Department of Orthopaedics, Xiangya Hospital, Central South University, #87 Xiangya Road, Changsha, Hunan, China.
Department of Neurology, The Second Xiangya Hospital, Central South University, Changsha, Hunan, China.
Medicine (Baltimore). 2024 Mar 15;103(11):e37458. doi: 10.1097/MD.0000000000037458.
Currently, there are limited studies assessing ChatGPT ability to provide appropriate responses to medical questions. Our study aims to evaluate ChatGPT adequacy in responding to questions regarding osteoporotic fracture prevention and medical science. We created a list of 25 questions based on the guidelines and our clinical experience. Additionally, we included 11 medical science questions from the journal Science. Three patients, 3 non-medical professionals, 3 specialist doctor and 3 scientists were involved to evaluate the accuracy and appropriateness of responses by ChatGPT3.5 on October 2, 2023. To simulate a consultation, an inquirer (either a patient or non-medical professional) would send their questions to a consultant (specialist doctor or scientist) via a website. The consultant would forward the questions to ChatGPT for answers, which would then be evaluated for accuracy and appropriateness by the consultant before being sent back to the inquirer via the website for further review. The primary outcome is the appropriate, inappropriate, and unreliable rate of ChatGPT responses as evaluated separately by the inquirer and consultant groups. Compared to orthopedic clinicians, the patients' rating on the appropriateness of ChatGPT responses to the questions about osteoporotic fracture prevention was slightly higher, although the difference was not statistically significant (88% vs 80%, P = .70). For medical science questions, non-medical professionals and medical scientists rated similarly. In addition, the experts' ratings on the appropriateness of ChatGPT responses to osteoporotic fracture prevention and to medical science questions were comparable. On the other hand, the patients perceived that the appropriateness of ChatGPT responses to osteoporotic fracture prevention questions was slightly higher than that to medical science questions (88% vs 72·7%, P = .34). ChatGPT is capable of providing comparable and appropriate responses to medical science questions, as well as to fracture prevention related issues. Both the inquirers seeking advice and the consultants providing advice recognize ChatGPT expertise in these areas.

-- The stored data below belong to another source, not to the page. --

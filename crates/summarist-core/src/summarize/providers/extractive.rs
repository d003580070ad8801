use super::{ProviderOutcome, SummaryProvider};
use crate::summarize::SummaryOptions;
use crate::text::extractive;

/// Terminal member of the fallback chain.
///
/// Purely positional extraction with no I/O, so it can never report
/// unavailable; any non-empty input yields a summary.
pub struct ExtractiveProvider;

#[async_trait::async_trait]
impl SummaryProvider for ExtractiveProvider {
    fn name(&self) -> &'static str {
        "extractive"
    }

    async fn attempt(&self, text: &str, options: &SummaryOptions) -> ProviderOutcome {
        ProviderOutcome::Summary(extractive::summarize(text, options.ratio))
    }
}

#[cfg(test)]
mod tests {
    use super::*;

    #[tokio::test]
    async fn always_produces_a_summary() {
        let provider = ExtractiveProvider;
        let outcome = provider
            .attempt("One. Two. Three. Four.", &SummaryOptions::default())
            .await;
        assert_eq!(outcome, ProviderOutcome::Summary("One. Two.".to_string()));
    }
}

目前,评估 ChatGPT 提供医学问题适当回答能力的研究有限。我们的研究旨在评估 ChatGPT 在回答与骨质疏松性骨折预防和医学科学相关问题时的充分性。我们根据指南和我们的临床经验创建了一个包含 25 个问题的列表。此外,我们还从《科学》杂志中包含了 11 个医学科学问题。2023 年 10 月 2 日,我们邀请了 3 名患者、3 名非医学专业人士、3 名专科医生和 3 名科学家来评估 ChatGPT3.5 回答的准确性和适当性。为了模拟咨询,咨询者(患者或非医学专业人士)将通过网站向顾问(专科医生或科学家)发送他们的问题。顾问将问题转发给 ChatGPT 以获取答案,然后由顾问评估答案的准确性和适当性,再通过网站将答案发回给咨询者以供进一步审查。主要结果是咨询者和顾问组分别评估的 ChatGPT 回答的适当性、不适当性和不可靠率。与骨科临床医生相比,患者对 ChatGPT 回答关于骨质疏松性骨折预防问题的适当性的评分略高,尽管差异无统计学意义(88%比 80%,P=0.70)。对于医学科学问题,非医学专业人士和医学科学家的评分相似。此外,专家对 ChatGPT 回答骨质疏松性骨折预防和医学科学问题的适当性的评分相当。另一方面,患者认为 ChatGPT 回答骨质疏松性骨折预防问题的适当性略高于回答医学科学问题的适当性(88%比 72.7%,P=0.34)。ChatGPT 能够提供与医学科学问题以及与骨折预防相关问题相当的合适和适当的回答。寻求建议的咨询者和提供建议的顾问都认可 ChatGPT 在这些领域的专业知识。